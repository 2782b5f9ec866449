//! Series normalization.
//!
//! Turns authoring text into typed [`Series`] records. The conversion is
//! total: malformed values fall back to `0` (measurements) or
//! [`DEFAULT_RPE`](repset_model::DEFAULT_RPE) (effort), never to an error.

use repset_model::{RawSeries, Series, SeriesType, UnitType};

use crate::numeric::{non_negative, parse_reps, parse_rpe};
use crate::rest::canonical_rest;

/// Unit type of a raw series; missing or unknown names fall back to `reps`.
pub fn resolve_unit_type(raw: &RawSeries) -> UnitType {
    match raw.unit_type.as_deref() {
        None => UnitType::default(),
        Some(name) => UnitType::parse(name).unwrap_or_else(|| {
            tracing::debug!(unit_type = name, "unknown unit type, normalizing as reps");
            UnitType::default()
        }),
    }
}

/// Normalize one raw series.
///
/// `apply_load` keeps the parsed weight for `time` and `distance` series;
/// without it their weight is `0`. `repsAndWeight` always keeps its load and
/// `reps` never does.
pub fn normalize_series(raw: &RawSeries, apply_load: bool) -> Series {
    let unit_type = resolve_unit_type(raw);
    let series_type = raw
        .series_type
        .as_deref()
        .map(SeriesType::parse)
        .unwrap_or_default();

    let weight = non_negative(raw.weight.as_deref());
    let reps = parse_reps(raw.reps.as_deref());
    let duration = non_negative(raw.duration.as_deref());
    let distance = non_negative(raw.distance.as_deref());

    let rpe = if series_type.is_warm_up() {
        0
    } else {
        parse_rpe(raw.rpe.as_deref())
    };

    let keeps_load = match unit_type {
        UnitType::RepsAndWeight => true,
        UnitType::Reps => false,
        UnitType::Time | UnitType::Distance => apply_load,
    };

    Series {
        unit_type,
        weight: if keeps_load { weight } else { 0.0 },
        reps: unit_type.counts_reps().then_some(reps),
        duration: (unit_type == UnitType::Time).then_some(duration),
        distance: (unit_type == UnitType::Distance).then_some(distance),
        note: raw.note.as_deref().map(str::trim).unwrap_or_default().to_string(),
        rest: raw.rest.as_deref().map(canonical_rest).unwrap_or_default(),
        rpe,
        series_type,
    }
}

/// Normalize a list of raw series, preserving order.
pub fn normalize_series_list(raw: &[RawSeries], apply_load: bool) -> Vec<Series> {
    raw.iter()
        .map(|series| normalize_series(series, apply_load))
        .collect()
}

#[cfg(test)]
mod tests {
    use super::*;

    #[test]
    fn missing_unit_type_defaults_to_reps() {
        let raw = RawSeries {
            reps: Some("12".to_string()),
            weight: Some("20".to_string()),
            ..RawSeries::default()
        };
        let series = normalize_series(&raw, false);
        assert_eq!(series.unit_type, UnitType::Reps);
        assert_eq!(series.reps, Some(12));
        assert_eq!(series.weight, 0.0);
    }

    #[test]
    fn load_is_kept_for_time_only_on_request() {
        let raw = RawSeries::new(UnitType::Time)
            .with_duration("60")
            .with_weight("16");
        assert_eq!(normalize_series(&raw, false).weight, 0.0);
        assert_eq!(normalize_series(&raw, true).weight, 16.0);
        assert_eq!(normalize_series(&raw, true).duration, Some(60.0));
    }

    #[test]
    fn distance_keeps_only_distance() {
        let raw = RawSeries::new(UnitType::Distance)
            .with_distance("400")
            .with_reps("3")
            .with_duration("90");
        let series = normalize_series(&raw, false);
        assert_eq!(series.distance, Some(400.0));
        assert_eq!(series.reps, None);
        assert_eq!(series.duration, None);
    }

    #[test]
    fn note_and_rest_are_cleaned() {
        let raw = RawSeries::new(UnitType::Reps)
            .with_reps("8")
            .with_note("  slow eccentric ")
            .with_rest("90");
        let series = normalize_series(&raw, false);
        assert_eq!(series.note, "slow eccentric");
        assert_eq!(series.rest, "1:30");
    }
}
-=-=-
Work request
Output the lines above exactly, but only those between the line holding "Unit type of" and the line holding "let weight = non_negative(raw.weight.as_deref());", inclusive.

The answer
/// Unit type of a raw series; missing or unknown names fall back to `reps`.
pub fn resolve_unit_type(raw: &RawSeries) -> UnitType {
    match raw.unit_type.as_deref() {
        None => UnitType::default(),
        Some(name) => UnitType::parse(name).unwrap_or_else(|| {
            tracing::debug!(unit_type = name, "unknown unit type, normalizing as reps");
            UnitType::default()
        }),
    }
}

/// Normalize one raw series.
///
/// `apply_load` keeps the parsed weight for `time` and `distance` series;
/// without it their weight is `0`. `repsAndWeight` always keeps its load and
/// `reps` never does.
pub fn normalize_series(raw: &RawSeries, apply_load: bool) -> Series {
    let unit_type = resolve_unit_type(raw);
    let series_type = raw
        .series_type
        .as_deref()
        .map(SeriesType::parse)
        .unwrap_or_default();

    let weight = non_negative(raw.weight.as_deref());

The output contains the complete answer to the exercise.